List endpoints in the Rekall API use cursor-based pagination to efficiently traverse large result sets. This approach provides consistent performance regardless of collection size.

Cursor-Based Pagination

Cursor-based pagination uses an opaque cursor string to mark your position in the result set. Each response includes a next_cursor value that you pass in the next request to fetch the following page.

This approach is preferred over offset-based pagination because it handles data changes gracefully -- new items added or removed between requests will not cause duplicates or skipped records.

First Request
curl https://api.rekall.ai/v1/memories?page_size=10 \
-H "Authorization: Bearer rk_live_abc123"
Response with Pagination
{
"data": [
{ "id": "mem_001", "type": "episodic", "content": "..." },
{ "id": "mem_002", "type": "semantic", "content": "..." },
...
],
"pagination": {
"next_cursor": "eyJpZCI6Im1lbV8wMTAiLCJjcmVhdGVkX2F0IjoiMjAyNS0wMS0xNSJ9",
"has_more": true,
"total_count": 142
}
}
Next Page Request
curl "https://api.rekall.ai/v1/memories?page_size=10&cursor=eyJpZCI6Im1lbV8wMTAiLCJjcmVhdGVkX2F0IjoiMjAyNS0wMS0xNSJ9" \
-H "Authorization: Bearer rk_live_abc123"

Pagination Parameters

The following query parameters control pagination on list endpoints.

ParameterTypeDefaultDescription
page_sizeinteger20Number of items per page (1-100)
cursorstringnullCursor from previous response to get the next page
sortstringcreated_atField to sort by (created_at, updated_at, relevance)
orderstringdescSort order (asc, desc)

Response Metadata

Every list response includes a pagination object with the following fields.

FieldTypeDescription
next_cursorstring | nullCursor for the next page, null if no more results
has_morebooleanWhether there are more results after this page
total_countintegerTotal number of items in the collection

Iterating Through Pages

Here are complete examples of iterating through all pages of a paginated endpoint.

Pagination Iteration
async function getAllMemories(apiKey: string) {
const memories = [];
let cursor: string | null = null;
do {
const params = new URLSearchParams({ page_size: '50' });
if (cursor) params.set('cursor', cursor);
const response = await fetch(
`https://api.rekall.ai/v1/memories?${params}`,
{
headers: { 'Authorization': `Bearer ${apiKey}` },
}
);
const { data, pagination } = await response.json();
memories.push(...data);
cursor = pagination.has_more ? pagination.next_cursor : null;
} while (cursor);
return memories;
}

Offset Pagination Fallback

For backward compatibility, some endpoints also support offset-based pagination using the offset and limit query parameters. Offset pagination is less efficient for large datasets and may produce inconsistent results if data changes between requests.

Offset Pagination
# First page
curl "https://api.rekall.ai/v1/memories?limit=20&offset=0" \
-H "Authorization: Bearer rk_live_abc123"
# Second page
curl "https://api.rekall.ai/v1/memories?limit=20&offset=20" \
-H "Authorization: Bearer rk_live_abc123"

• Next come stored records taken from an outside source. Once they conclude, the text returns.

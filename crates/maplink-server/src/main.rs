mod api;
mod middleware;

use std::sync::Arc;
use std::time::Duration;

use maplink_resolver::{Resolver, ResolverConfig};
use tracing_subscriber::EnvFilter;

use crate::api::{build_app, default_rate_limit_state, AppState};

#[tokio::main]
async fn main() -> anyhow::Result<()> {
    let config = maplink_core::load_app_config()?;
    let env_filter = EnvFilter::try_from_default_env()
        .or_else(|_| EnvFilter::try_new(config.log_level.clone()))?;
    tracing_subscriber::fmt().with_env_filter(env_filter).init();

    let resolver = Resolver::new(ResolverConfig::from_app_config(&config))?;
    let state = AppState {
        resolver: Arc::new(resolver),
        expand_deadline: Duration::from_secs(config.expand_deadline_secs),
    };
    let app = build_app(state, default_rate_limit_state());

    let listener = tokio::net::TcpListener::bind(config.bind_addr).await?;
    tracing::info!(
        bind_addr = %config.bind_addr,
        env = %config.env,
        browser_enabled = config.browser_enabled,
        "maplink server listening"
    );
    axum::serve(listener, app)
        .with_graceful_shutdown(shutdown_signal())
        .await?;
    Ok(())
}

async fn shutdown_signal() {
    let ctrl_c = async {
        if let Err(e) = tokio::signal::ctrl_c().await {
            tracing::error!(error = %e, "failed to listen for ctrl-c");
            std::future::pending::<()>().await;
        }
    };

    #[cfg(unix)]
    let terminate = async {
        match tokio::signal::unix::signal(tokio::signal::unix::SignalKind::terminate()) {
            Ok(mut signal) => {
                signal.recv().await;
            }
            Err(e) => {
                tracing::error!(error = %e, "failed to install SIGTERM handler");
                std::future::pending::<()>().await;
            }
        }
    };

    #[cfg(not(unix))]
    let terminate = std::future::pending::<()>();

    tokio::select! {
        () = ctrl_c => {},
        () = terminate => {},
    }

    tracing::info!("received shutdown signal, starting graceful shutdown");
}
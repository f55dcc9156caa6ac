use axum::{
    extract::{rejection::JsonRejection, State},
    response::{IntoResponse, Response},
    Extension, Json,
};
use maplink_core::ResolvedLocation;
use serde::Deserialize;

use super::{ApiError, AppState};
use crate::middleware::RequestId;

#[derive(Debug, Deserialize)]
#[serde(rename_all = "camelCase")]
pub(super) struct ExpandRequest {
    #[serde(default)]
    url: Option<String>,
    #[serde(default)]
    prefer_center: bool,
}

/// `POST /v1/maps/expand`
///
/// Always answers 200 for a well-formed body: the resolved location, or `{}`
/// when the input was blank or the deadline elapsed first.
pub(super) async fn expand(
    State(state): State<AppState>,
    Extension(req_id): Extension<RequestId>,
    payload: Result<Json<ExpandRequest>, JsonRejection>,
) -> Response {
    let Json(body) = match payload {
        Ok(body) => body,
        Err(rejection) => {
            return ApiError::bad_request(req_id.0, rejection.body_text()).into_response()
        }
    };

    let work = state
        .resolver
        .expand_and_parse(body.url.as_deref(), body.prefer_center);
    let resolved = match tokio::time::timeout(state.expand_deadline, work).await {
        Ok(resolved) => resolved.unwrap_or_default(),
        Err(_) => {
            tracing::warn!(
                request_id = %req_id.0,
                deadline_secs = state.expand_deadline.as_secs(),
                "expand deadline elapsed"
            );
            ResolvedLocation::default()
        }
    };

    tracing::debug!(
        request_id = %req_id.0,
        resolved = resolved.final_url.is_some(),
        has_coords = resolved.coords().is_some(),
        "expand finished"
    );
    Json(resolved).into_response()
}
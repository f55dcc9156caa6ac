//! Latitude/longitude extraction from map URLs and page text.

use std::borrow::Cow;
use std::sync::LazyLock;

use maplink_core::LatLng;
use percent_encoding::percent_decode_str;
use regex::Regex;
use reqwest::Url;

/// Query keys that may carry a `lat,lng` pair, in lookup order.
const QUERY_COORD_KEYS: [&str; 9] = [
    "q",
    "ll",
    "query",
    "center",
    "destination",
    "origin",
    "daddr",
    "saddr",
    "sll",
];

static POI_RE: LazyLock<Regex> = LazyLock::new(|| {
    Regex::new(r"(?i)!3d(-?\d+(?:[.,]\d+)?)!4d(-?\d+(?:[.,]\d+)?)").expect("valid regex")
});
static POI_REVERSED_RE: LazyLock<Regex> = LazyLock::new(|| {
    Regex::new(r"(?i)!4d(-?\d+(?:[.,]\d+)?)!3d(-?\d+(?:[.,]\d+)?)").expect("valid regex")
});
// `@lat,lng[,zoom]` with `.` decimals. Integer coordinates (`@45,1,17z`)
// must not be read as comma decimals.
static CENTER_RE: LazyLock<Regex> = LazyLock::new(|| {
    Regex::new(r"@(-?\d+(?:\.\d+)?),\s*(-?\d+(?:\.\d+)?)").expect("valid regex")
});
// Comma-decimal form, consulted only when the `.` form yields nothing valid.
static CENTER_COMMA_DECIMAL_RE: LazyLock<Regex> = LazyLock::new(|| {
    Regex::new(r"@(-?\d+(?:,\d+)?),\s*(-?\d+(?:,\d+)?)").expect("valid regex")
});
static PAIR_RE: LazyLock<Regex> = LazyLock::new(|| {
    Regex::new(r"(-?\d+(?:\.\d+)?)\s*,\s*(-?\d+(?:\.\d+)?)").expect("valid regex")
});
static PAIR_COMMA_DECIMAL_RE: LazyLock<Regex> = LazyLock::new(|| {
    Regex::new(r"(-?\d+(?:,\d+)?)\s*,\s*(-?\d+(?:,\d+)?)").expect("valid regex")
});
// Viewport expressed as a radius in meters: `@lat,lng,1234m`.
static RADIUS_MARKER_RE: LazyLock<Regex> =
    LazyLock::new(|| Regex::new(r"@[^/]*,\s*\d+(?:\.\d+)?m").expect("valid regex"));

const STREET_VIEW_MARKER: &str = "!1e3";
const PLACE_PATH_MARKER: &str = "/maps/place/";

/// Independent coordinate readings from one URL. Never merged.
#[derive(Debug, Clone, Copy, Default, PartialEq)]
pub struct CoordinateCandidates {
    /// Point of interest from `!3d<lat>!4d<lng>` (or the reversed form).
    pub poi: Option<LatLng>,
    /// Viewport center from `@<lat>,<lng>`.
    pub center: Option<LatLng>,
    /// First coordinate-shaped value among [`QUERY_COORD_KEYS`].
    pub query: Option<LatLng>,
}

fn to_number(raw: &str) -> Option<f64> {
    raw.replacen(',', ".", 1).parse::<f64>().ok()
}

fn pair(lat: &str, lng: &str) -> Option<LatLng> {
    LatLng::new(to_number(lat)?, to_number(lng)?)
}

/// Last match of `dotted`, else last match of `comma_decimal`, that forms
/// a valid pair.
fn last_pair(text: &str, dotted: &Regex, comma_decimal: &Regex) -> Option<LatLng> {
    let last_valid = |re: &Regex| {
        re.captures_iter(text)
            .last()
            .and_then(|caps| pair(&caps[1], &caps[2]))
    };
    last_valid(dotted).or_else(|| last_valid(comma_decimal))
}

fn decode_once(raw: &str) -> Cow<'_, str> {
    percent_decode_str(raw)
        .decode_utf8()
        .unwrap_or(Cow::Borrowed(raw))
}

/// POI marker alone: last `!3d..!4d..` match, else last `!4d..!3d..`.
///
/// Only the last match of the first form found is considered; an invalid
/// last match yields `None` rather than falling back to earlier ones.
#[must_use]
pub fn extract_poi_from_text(text: &str) -> Option<LatLng> {
    if let Some(caps) = POI_RE.captures_iter(text).last() {
        return pair(&caps[1], &caps[2]);
    }
    POI_REVERSED_RE
        .captures_iter(text)
        .last()
        .and_then(|caps| pair(&caps[2], &caps[1]))
}

fn query_coords(decoded: &str) -> Option<LatLng> {
    let url = Url::parse(decoded).ok()?;
    QUERY_COORD_KEYS.iter().find_map(|&key| {
        let (_, value) = url.query_pairs().find(|(k, _)| k == key)?;
        let value = decode_once(&value).into_owned();
        let first_valid = |re: &Regex| {
            re.captures(&value)
                .and_then(|caps| pair(&caps[1], &caps[2]))
        };
        first_valid(&PAIR_RE).or_else(|| first_valid(&PAIR_COMMA_DECIMAL_RE))
    })
}

/// Reads every coordinate slot from a URL.
///
/// The text is percent-decoded once first; undecodable input is scanned raw.
#[must_use]
pub fn coordinate_candidates(url: &str) -> CoordinateCandidates {
    let trimmed = url.trim();
    if trimmed.is_empty() {
        return CoordinateCandidates::default();
    }
    let decoded = decode_once(trimmed);

    let center = last_pair(&decoded, &CENTER_RE, &CENTER_COMMA_DECIMAL_RE);

    CoordinateCandidates {
        poi: extract_poi_from_text(&decoded),
        center,
        query: query_coords(&decoded),
    }
}

/// Picks one coordinate pair out of a map URL.
///
/// A place page with a POI answers with the POI. Otherwise the center is
/// tried first when `prefer_center` is set, or when there is no POI and the
/// URL shows a radius viewport or street-view marker. Default order is
/// POI, center, query.
#[must_use]
pub fn parse_lat_lng(url: &str, prefer_center: bool) -> Option<LatLng> {
    let found = coordinate_candidates(url);

    if url.contains(PLACE_PATH_MARKER) {
        if let Some(poi) = found.poi {
            return Some(poi);
        }
    }

    let center_hint = found.poi.is_none()
        && ((found.center.is_some() && RADIUS_MARKER_RE.is_match(url))
            || url.contains(STREET_VIEW_MARKER));

    if prefer_center || center_hint {
        found.center.or(found.poi).or(found.query)
    } else {
        found.poi.or(found.center).or(found.query)
    }
}

#[cfg(test)]
#[path = "coords_test.rs"]
mod tests;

Prefer cursor-based pagination

Offset pagination is provided as a fallback. Cursor-based pagination is recommended for all production use cases as it provides better performance and consistency.

Best Practices

Use reasonable page sizes

A page size of 20-50 items is optimal for most use cases. Larger pages increase response time and memory usage.

Do not cache cursors long-term

Cursors are transient and may become invalid after data changes. Always start from the first page for fresh data.

Check has_more before iterating

Always check the has_more flag rather than checking if next_cursor is null, as this is the most reliable indicator.

Use search for filtered queries

If you need to filter results, use the search endpoints instead of fetching all records and filtering client-side. Search endpoints support pagination too.